Hi, I am working on a plant design project at my university. I am supposed to design a nitrogen purge system. I haven't been able to find much literature on it. Are their any useful resources that I may be able to use?

The nitrogen purge system is for a de-propanizer system (distillation facility). The things I am unsure about are:
- whether to use compressed N2 gas or liquefied N2. The plant site I am currently studying does have enough space to have a compressed N2 gas storage vessel but it would add to the total capital cost. While buying liquefied N2 (cryogenic) is relatively expensive. How is it generally done in the industry?

- the setup i.e. what would be a suitable way to distribute it in the system? i.e. having a single pipeline connecting it to the main feed line or having multiple N2 feed lines at various locations in the system
- suitable pressure to feed N2 gas at into the system other info will also be helpful. According to an author, a suitable pressure to carry out the purging is approx. 70 psig.

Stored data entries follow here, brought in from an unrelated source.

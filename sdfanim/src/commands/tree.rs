//! Tree view of object files

use anyhow::Result;
use clap::Args;
use sdf_anim::AnimationObject;
use sdf_anim::serializer::encoded_size;
use std::path::PathBuf;

use super::load_objects;
use crate::utils::{NodeType, TreeNode, TreeOptions, render_tree};

#[derive(Args)]
pub struct TreeArgs {
    /// Path to the object file
    pub file: PathBuf,

    /// Maximum depth to display
    #[arg(short, long, default_value = "3")]
    pub depth: usize,

    /// Show one line per node
    #[arg(short, long)]
    pub compact: bool,

    /// Disable colors
    #[arg(long)]
    pub no_color: bool,
}

pub fn execute(args: TreeArgs) -> Result<()> {
    let objects = load_objects(&args.file)?;

    let name = args
        .file
        .file_name()
        .map_or_else(|| args.file.display().to_string(), |n| n.to_string_lossy().into_owned());
    let mut root = TreeNode::new(name, NodeType::File).with_metadata("objects", objects.len());
    if let Ok(metadata) = std::fs::metadata(&args.file) {
        root = root.with_size(metadata.len());
    }
    for (index, object) in objects.iter().enumerate() {
        root = root.add_child(object_node(index, object));
    }

    let options = TreeOptions {
        max_depth: Some(args.depth),
        no_color: args.no_color,
        show_metadata: true,
        compact: args.compact,
    };
    print!("{}", render_tree(&root, &options));
    Ok(())
}

fn object_node(index: usize, object: &AnimationObject) -> TreeNode {
    let player = object.player();
    let bind_pose = object.bind_pose();

    let mut joints = TreeNode::new("Bind pose", NodeType::Section)
        .with_metadata("joints", object.joint_count());
    let bind_joints = bind_pose
        .inverse_world_matrices()
        .iter()
        .zip(bind_pose.world_weight_volumes());
    for (joint, (inverse, volume)) in bind_joints.enumerate() {
        let position = inverse.inverse().w_axis.truncate();
        joints = joints.add_child(
            TreeNode::new(format!("Joint {joint}"), NodeType::Joint)
                .with_metadata(
                    "position",
                    format!("({:.3}, {:.3}, {:.3})", position.x, position.y, position.z),
                )
                .with_metadata("falloff", format!("{:.2}", volume.falloff_rate)),
        );
    }

    let mut keyframes = TreeNode::new("Keyframes", NodeType::Section)
        .with_metadata("count", object.animation().keyframe_count());
    for (keyframe_index, keyframe) in object.animation().keyframes().iter().enumerate() {
        keyframes = keyframes.add_child(
            TreeNode::new(format!("Keyframe {keyframe_index}"), NodeType::Keyframe)
                .with_metadata("time", format!("{:.3}", keyframe.timestamp)),
        );
    }

    TreeNode::new(format!("Object {index}"), NodeType::Object)
        .with_size(encoded_size(object) as u64)
        .with_metadata("duration", format!("{:.3}s", player.duration()))
        .with_metadata("looping", player.is_looping())
        .add_child(joints)
        .add_child(keyframes)
}
//! Velocity and prediction engine.
//!
//! Pure functions over the bounded sample history. Time is always passed in
//! explicitly so callers and tests control the clock; nothing here reads
//! `Utc::now()`.

use super::types::{ResetTimestamp, UsageSample};
use chrono::{DateTime, Utc};
use std::time::Duration;

/// Look-ahead horizon for the projected utilization figure.
pub const PREDICTION_LOOKAHEAD: Duration = Duration::from_secs(15 * 60);

/// Length of the session usage window.
pub const RESET_WINDOW: Duration = Duration::from_secs(5 * 60 * 60);

/// Projections beyond this are noise from a near-zero velocity; drop them.
const TIME_TO_FULL_CEILING: Duration = Duration::from_secs(7 * 24 * 60 * 60);

/// Usage velocity in percent per second over the sample history.
///
/// Requires at least two samples spanning a positive duration, and a strictly
/// increasing percent. Flat or decreasing usage yields None; there is nothing
/// meaningful to project from it.
pub fn velocity(history: &[UsageSample]) -> Option<f64> {
    let first = history.first()?;
    let last = history.last()?;

    let elapsed_ms = last.at.signed_duration_since(first.at).num_milliseconds();
    if elapsed_ms <= 0 {
        return None;
    }

    let delta = last.percent as f64 - first.percent as f64;
    if delta <= 0.0 {
        return None;
    }

    Some(delta / (elapsed_ms as f64 / 1000.0))
}

/// Utilization projected `lookahead` from now, capped at 100.
///
/// None once the account is already at limit; the projection is only shown
/// while there is headroom left.
pub fn predicted_percent(percent: u8, velocity: f64, lookahead: Duration) -> Option<u8> {
    if percent >= 100 {
        return None;
    }

    let projected = percent as f64 + velocity * lookahead.as_secs_f64();
    Some(projected.min(100.0) as u8)
}

/// Projected time until utilization reaches 100 at the current velocity.
///
/// None when already at limit, when velocity is non-positive, or when the
/// projection lands beyond the sanity ceiling.
pub fn time_to_full(percent: u8, velocity: f64) -> Option<Duration> {
    if percent >= 100 || velocity <= 0.0 {
        return None;
    }

    let secs = (100.0 - percent as f64) / velocity;
    if secs <= 0.0 || secs > TIME_TO_FULL_CEILING.as_secs_f64() {
        return None;
    }

    Some(Duration::from_secs_f64(secs))
}

/// Remaining fraction of the reset window as a percentage.
///
/// 100 means the window just began, 0 means the reset is imminent or has
/// already happened. Decays with wall clock alone, so it is recomputed on
/// every poll tick whether or not a fetch ran.
pub fn reset_progress(reset_at: ResetTimestamp, now: DateTime<Utc>) -> u8 {
    let remaining = reset_at.epoch_seconds - now.timestamp();
    if remaining <= 0 {
        return 0;
    }

    let ratio = remaining as f64 / RESET_WINDOW.as_secs_f64();
    (ratio * 100.0).clamp(0.0, 100.0) as u8
}

#[cfg(test)]
mod tests {
    use super::*;
    use chrono::TimeZone;
    use proptest::prelude::*;

    fn sample(at_secs: i64, percent: u8) -> UsageSample {
        UsageSample {
            at: Utc.timestamp_opt(at_secs, 0).unwrap(),
            percent,
        }
    }

    #[test]
    fn test_velocity_needs_two_samples() {
        assert_eq!(velocity(&[]), None);
        assert_eq!(velocity(&[sample(0, 50)]), None);
    }

    #[test]
    fn test_velocity_increasing() {
        // 10 percent over 100 seconds
        let history = [sample(1_000, 40), sample(1_100, 50)];
        let v = velocity(&history).unwrap();
        assert!((v - 0.1).abs() < 1e-9);
    }

    #[test]
    fn test_velocity_uses_endpoints() {
        // Intermediate dips do not matter, only first and last
        let history = [sample(0, 40), sample(50, 10), sample(100, 60)];
        let v = velocity(&history).unwrap();
        assert!((v - 0.2).abs() < 1e-9);
    }

    #[test]
    fn test_velocity_rejects_flat_and_decreasing() {
        assert_eq!(velocity(&[sample(0, 50), sample(100, 50)]), None);
        assert_eq!(velocity(&[sample(0, 50), sample(100, 40)]), None);
    }

    #[test]
    fn test_velocity_rejects_zero_duration() {
        assert_eq!(velocity(&[sample(100, 40), sample(100, 50)]), None);
    }

    #[test]
    fn test_predicted_percent_projects_forward() {
        // 0.1 pct/sec over 15 minutes = +90
        let p = predicted_percent(5, 0.1, PREDICTION_LOOKAHEAD).unwrap();
        assert_eq!(p, 95);
    }

    #[test]
    fn test_predicted_percent_caps_at_100() {
        let p = predicted_percent(50, 1.0, PREDICTION_LOOKAHEAD).unwrap();
        assert_eq!(p, 100);
    }

    #[test]
    fn test_predicted_percent_none_at_limit() {
        assert_eq!(predicted_percent(100, 0.5, PREDICTION_LOOKAHEAD), None);
        assert_eq!(predicted_percent(103, 0.5, PREDICTION_LOOKAHEAD), None);
    }

    #[test]
    fn test_time_to_full_basic() {
        // 50 percent left at 0.5 pct/sec -> 100 seconds
        let t = time_to_full(50, 0.5).unwrap();
        assert_eq!(t.as_secs(), 100);
    }

    #[test]
    fn test_time_to_full_rejects_at_limit_and_non_positive_velocity() {
        assert_eq!(time_to_full(100, 0.5), None);
        assert_eq!(time_to_full(50, 0.0), None);
        assert_eq!(time_to_full(50, -0.1), None);
    }

    #[test]
    fn test_time_to_full_rejects_absurd_projection() {
        // 50 percent left at a hair above zero velocity -> years out
        assert_eq!(time_to_full(50, 1e-9), None);
    }

    #[test]
    fn test_reset_progress_full_window() {
        let now = Utc.timestamp_opt(1_700_000_000, 0).unwrap();
        let reset = ResetTimestamp::from_epoch_seconds(
            1_700_000_000 + RESET_WINDOW.as_secs() as i64,
        );
        assert_eq!(reset_progress(reset, now), 100);
    }

    #[test]
    fn test_reset_progress_past_is_zero() {
        let now = Utc.timestamp_opt(1_700_000_000, 0).unwrap();
        let reset = ResetTimestamp::from_epoch_seconds(1_699_999_999);
        assert_eq!(reset_progress(reset, now), 0);
        let exactly_now = ResetTimestamp::from_epoch_seconds(1_700_000_000);
        assert_eq!(reset_progress(exactly_now, now), 0);
    }

    #[test]
    fn test_reset_progress_midway() {
        let now = Utc.timestamp_opt(1_700_000_000, 0).unwrap();
        let reset = ResetTimestamp::from_epoch_seconds(
            1_700_000_000 + (RESET_WINDOW.as_secs() / 2) as i64,
        );
        assert_eq!(reset_progress(reset, now), 50);
    }

    #[test]
    fn test_reset_progress_clamps_beyond_window() {
        // Reset further out than one window still reads 100
        let now = Utc.timestamp_opt(1_700_000_000, 0).unwrap();
        let reset = ResetTimestamp::from_epoch_seconds(
            1_700_000_000 + 2 * RESET_WINDOW.as_secs() as i64,
        );
        assert_eq!(reset_progress(reset, now), 100);
    }

    proptest! {
        #[test]
        fn prop_predicted_percent_never_exceeds_cap(
            percent in 0u8..100,
            velocity in 0.0f64..10.0,
        ) {
            if let Some(p) = predicted_percent(percent, velocity, PREDICTION_LOOKAHEAD) {
                prop_assert!(p <= 100);
                prop_assert!(p >= percent);
            }
        }

        #[test]
        fn prop_reset_progress_bounded(offset in -86_400i64..86_400) {
            let now = Utc.timestamp_opt(1_700_000_000, 0).unwrap();
            let reset = ResetTimestamp::from_epoch_seconds(1_700_000_000 + offset);
            let progress = reset_progress(reset, now);
            prop_assert!(progress <= 100);
        }

        #[test]
        fn prop_non_increasing_history_never_projects(
            start in 0u8..=100,
            drop in 0u8..=100,
        ) {
            let end = start.saturating_sub(drop);
            let history = [sample(0, start), sample(300, end)];
            prop_assert_eq!(velocity(&history), None);
        }
    }
}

- what precautions can be undertaken to avoid reverse flow of N2?
Positive inputs would be appreciated.


You won't find any guidelines on N2 purging because it varies from plant to plant depending on size and type.
A nitrogen generator (simple forced membrane) is a good way to provide purge gas which is only needed at low pressures typically <5 barg.
The N2 needs to go in the systems at various points to ensure good flow. Non return valves should be fitted dependent but if you are fitting flow controllers these will usually have one built in. As for flow rates it really depends on size and equipment. 60 litres/hour is good enough for simple continuous purging eg a flare line.